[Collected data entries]
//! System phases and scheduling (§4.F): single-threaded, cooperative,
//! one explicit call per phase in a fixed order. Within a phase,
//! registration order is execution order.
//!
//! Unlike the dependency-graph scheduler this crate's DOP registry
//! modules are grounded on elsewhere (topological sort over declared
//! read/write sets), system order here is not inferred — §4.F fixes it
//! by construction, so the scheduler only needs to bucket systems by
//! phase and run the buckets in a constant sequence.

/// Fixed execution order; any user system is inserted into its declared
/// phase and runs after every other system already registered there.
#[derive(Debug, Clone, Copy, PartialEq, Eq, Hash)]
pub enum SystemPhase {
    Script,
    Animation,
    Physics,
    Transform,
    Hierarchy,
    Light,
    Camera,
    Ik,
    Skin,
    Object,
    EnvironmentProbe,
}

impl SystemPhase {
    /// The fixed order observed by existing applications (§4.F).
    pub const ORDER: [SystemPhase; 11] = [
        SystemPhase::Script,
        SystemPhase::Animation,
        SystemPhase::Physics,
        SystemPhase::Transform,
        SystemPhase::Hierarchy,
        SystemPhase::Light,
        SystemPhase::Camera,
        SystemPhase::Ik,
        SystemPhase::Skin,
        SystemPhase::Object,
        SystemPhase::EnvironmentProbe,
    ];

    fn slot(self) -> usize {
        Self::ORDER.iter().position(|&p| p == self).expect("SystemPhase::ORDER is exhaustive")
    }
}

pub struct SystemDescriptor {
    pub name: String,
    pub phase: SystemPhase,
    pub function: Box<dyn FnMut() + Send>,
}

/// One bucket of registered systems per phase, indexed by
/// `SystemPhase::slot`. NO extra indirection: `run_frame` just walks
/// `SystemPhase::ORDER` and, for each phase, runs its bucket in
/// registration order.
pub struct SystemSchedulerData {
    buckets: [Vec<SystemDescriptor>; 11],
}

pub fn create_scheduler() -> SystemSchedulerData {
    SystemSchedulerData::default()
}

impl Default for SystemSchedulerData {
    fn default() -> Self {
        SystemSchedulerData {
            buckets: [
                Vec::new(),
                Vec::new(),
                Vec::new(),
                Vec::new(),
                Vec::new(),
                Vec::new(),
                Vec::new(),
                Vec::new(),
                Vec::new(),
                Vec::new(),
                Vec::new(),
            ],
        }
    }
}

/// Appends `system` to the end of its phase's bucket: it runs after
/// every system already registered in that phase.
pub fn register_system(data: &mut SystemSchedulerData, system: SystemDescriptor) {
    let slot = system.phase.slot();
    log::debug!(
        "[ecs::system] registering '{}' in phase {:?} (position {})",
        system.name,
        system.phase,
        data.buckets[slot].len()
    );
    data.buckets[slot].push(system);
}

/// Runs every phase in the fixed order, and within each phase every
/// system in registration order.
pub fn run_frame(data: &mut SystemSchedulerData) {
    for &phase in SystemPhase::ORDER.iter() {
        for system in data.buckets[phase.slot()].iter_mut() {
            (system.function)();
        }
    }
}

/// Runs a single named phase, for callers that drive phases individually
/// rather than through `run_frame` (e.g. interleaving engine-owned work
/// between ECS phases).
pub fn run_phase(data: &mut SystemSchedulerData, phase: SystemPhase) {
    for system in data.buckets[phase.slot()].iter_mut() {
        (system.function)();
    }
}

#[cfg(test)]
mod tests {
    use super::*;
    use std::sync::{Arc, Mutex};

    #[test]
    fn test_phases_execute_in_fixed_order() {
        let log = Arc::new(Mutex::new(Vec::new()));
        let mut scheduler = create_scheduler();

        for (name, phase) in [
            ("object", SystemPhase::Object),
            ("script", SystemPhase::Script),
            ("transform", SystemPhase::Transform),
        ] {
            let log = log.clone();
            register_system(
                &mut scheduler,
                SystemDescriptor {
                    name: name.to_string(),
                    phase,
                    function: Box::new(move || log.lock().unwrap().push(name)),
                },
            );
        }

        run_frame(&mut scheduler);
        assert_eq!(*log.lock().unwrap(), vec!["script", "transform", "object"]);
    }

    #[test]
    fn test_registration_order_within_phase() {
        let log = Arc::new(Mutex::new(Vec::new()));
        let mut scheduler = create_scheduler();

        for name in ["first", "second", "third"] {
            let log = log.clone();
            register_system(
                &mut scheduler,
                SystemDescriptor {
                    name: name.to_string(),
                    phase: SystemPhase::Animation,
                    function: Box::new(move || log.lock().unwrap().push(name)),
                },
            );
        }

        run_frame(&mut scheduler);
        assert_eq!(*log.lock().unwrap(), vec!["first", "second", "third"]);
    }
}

TASK REQUIREMENTS = Please show the lines in the entries above that hold the string "after".

EXERCISE ANSWER =
/// phase and runs after every other system already registered there.
/// Appends `system` to the end of its phase's bucket: it runs after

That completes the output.